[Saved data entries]
%%

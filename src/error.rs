//! Custom error types for the camera engine.
//!
//! This module defines the primary error type, `CameraError`, for the whole
//! crate. Using the `thiserror` crate, it provides a centralized way to handle
//! the different failure families a busy, stateful camera can produce.
//!
//! ## Error Hierarchy
//!
//! Device-originated errors fall into five classes, each its own variant so
//! callers can match on them without inspecting raw codes:
//!
//! - **`Busy`**: transient. The device rejected the call because it is mid
//!   operation. Bounded retry is appropriate.
//! - **`Combination`**: state-dependent. The command is invalid for the
//!   current device state (e.g. a physical dial position), not invalid in
//!   isolation. Triggers capability re-negotiation, not a plain retry.
//! - **`NotConnected`**: communication or timeout at the link level. Never
//!   retried silently.
//! - **`Parameter`**: invalid parameter or unsupported call. Fatal for that
//!   call only; session state is unaffected.
//! - **`Fatal`**: hardware fault, internal fault, out-of-memory. The session
//!   moves to its error state and requires an explicit reset.
//!
//! Every device-originated variant carries an [`ErrorRecord`] with the raw
//! result code and the `(api_code, error_code)` pair from the vendor's
//! last-error call, so diagnostics never lose the original codes.

use thiserror::Error;

/// Convenience alias for results using the crate error type.
pub type CamResult<T> = std::result::Result<T, CameraError>;

/// Raw device diagnostics attached to every device-originated failure.
///
/// `result` is the signed return value of the failing vendor call;
/// `api_code` and `error_code` come from the vendor's separate
/// "get last error" call.
#[derive(Debug, Clone, Copy, PartialEq, Eq)]
pub struct ErrorRecord {
    /// Signed result code returned by the failing call (0 = success).
    pub result: i32,
    /// Vendor API code from the last-error query.
    pub api_code: i32,
    /// Vendor error code from the last-error query.
    pub error_code: i32,
}

impl std::fmt::Display for ErrorRecord {
    fn fmt(&self, f: &mut std::fmt::Formatter<'_>) -> std::fmt::Result {
        write!(
            f,
            "result={} api=0x{:04X} err=0x{:04X}",
            self.result, self.api_code, self.error_code
        )
    }
}

#[derive(Error, Debug)]
#[allow(missing_docs)]
pub enum CameraError {
    #[error("Device busy after {attempts} attempts during {operation} ({record})")]
    Busy {
        operation: &'static str,
        attempts: u32,
        record: ErrorRecord,
    },

    #[error("Command invalid for current device state during {operation} ({record})")]
    Combination {
        operation: &'static str,
        record: ErrorRecord,
    },

    #[error("Device not connected or link timed out during {operation} ({record})")]
    NotConnected {
        operation: &'static str,
        record: ErrorRecord,
    },

    #[error("Invalid or unsupported parameter during {operation} ({record})")]
    Parameter {
        operation: &'static str,
        record: ErrorRecord,
    },

    #[error("Fatal device error during {operation} ({record})")]
    Fatal {
        operation: &'static str,
        record: ErrorRecord,
    },

    #[error("Timed out waiting for image readiness after {attempts} polls")]
    AcquireTimeout { attempts: u32 },

    #[error("Requested exposure of {requested}s exceeds {max}s and device is not bulb capable")]
    ExposureOutOfRange { requested: f64, max: f64 },

    #[error("Capture rejected: exposure engine is in state {state:?}, not Idle")]
    NotIdle { state: crate::exposure::ExposureState },

    #[error("Invalid exposure request: {reason}")]
    InvalidRequest { reason: String },

    #[error("Timed out waiting for the capture to finish")]
    CaptureWaitTimeout,

    #[error("No open session")]
    NoSession,

    #[error("Configuration error: {0}")]
    Config(#[from] config::ConfigError),

    #[error("RAW decode error: {0}")]
    Decode(#[from] crate::decode::DecodeError),
}

impl CameraError {
    /// Raw device diagnostics, when this error originated from a device call.
    pub fn record(&self) -> Option<ErrorRecord> {
        match self {
            CameraError::Busy { record, .. }
            | CameraError::Combination { record, .. }
            | CameraError::NotConnected { record, .. }
            | CameraError::Parameter { record, .. }
            | CameraError::Fatal { record, .. } => Some(*record),
            _ => None,
        }
    }
}

#[cfg(test)]
mod tests {
    use super::*;

    #[test]
    fn test_error_display_carries_codes() {
        let err = CameraError::Fatal {
            operation: "set_shutter_speed",
            record: ErrorRecord {
                result: -1,
                api_code: 0x0102,
                error_code: 0x100C,
            },
        };
        let msg = err.to_string();
        assert!(msg.contains("set_shutter_speed"));
        assert!(msg.contains("0x0102"));
        assert!(msg.contains("0x100C"));
    }

    #[test]
    fn test_record_accessor() {
        let record = ErrorRecord {
            result: -1,
            api_code: 1,
            error_code: 2,
        };
        let err = CameraError::Busy {
            operation: "set_sensitivity",
            attempts: 3,
            record,
        };
        assert_eq!(err.record(), Some(record));
        assert_eq!(CameraError::AcquireTimeout { attempts: 30 }.record(), None);
    }
}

%%

Exercise: Your reply should be a single number: the count of lines above that include the string "current".

Your solution: 2